### What the exercise asks
Show all the lines in the data below that include the word "content".

### Data shown
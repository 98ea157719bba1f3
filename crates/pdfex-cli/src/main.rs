//! CLI application for PDF content extraction.

mod commands;

use clap::{Parser, Subcommand};
use tracing::Level;
use tracing_subscriber::FmtSubscriber;

use commands::{cache, config, extract};

/// Extract text, fonts, images, and metadata from PDF documents
#[derive(Parser)]
#[command(name = "pdfex")]
#[command(author, version, about, long_about = None)]
struct Cli {
    /// Enable verbose output
    #[arg(short, long, action = clap::ArgAction::Count)]
    verbose: u8,

    /// Path to config file
    #[arg(short, long, global = true)]
    config: Option<String>,

    #[command(subcommand)]
    command: Commands,
}

#[derive(Subcommand)]
enum Commands {
    /// Extract content from a single PDF file
    Extract(extract::ExtractArgs),

    /// Inspect or clear the extraction cache
    Cache(cache::CacheArgs),

    /// Manage configuration
    Config(config::ConfigArgs),
}

#[tokio::main]
async fn main() -> anyhow::Result<()> {
    let cli = Cli::parse();

    // Set up logging based on verbosity
    let level = match cli.verbose {
        0 => Level::WARN,
        1 => Level::INFO,
        2 => Level::DEBUG,
        _ => Level::TRACE,
    };

    let subscriber = FmtSubscriber::builder()
        .with_max_level(level)
        .with_target(false)
        .finish();

    tracing::subscriber::set_global_default(subscriber)?;

    // Execute command
    match cli.command {
        Commands::Extract(args) => extract::run(args, cli.config.as_deref()).await,
        Commands::Cache(args) => cache::run(args, cli.config.as_deref()).await,
        Commands::Config(args) => config::run(args).await,
    }
}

### Output for this task
//! CLI application for PDF content extraction.
    /// Extract content from a single PDF file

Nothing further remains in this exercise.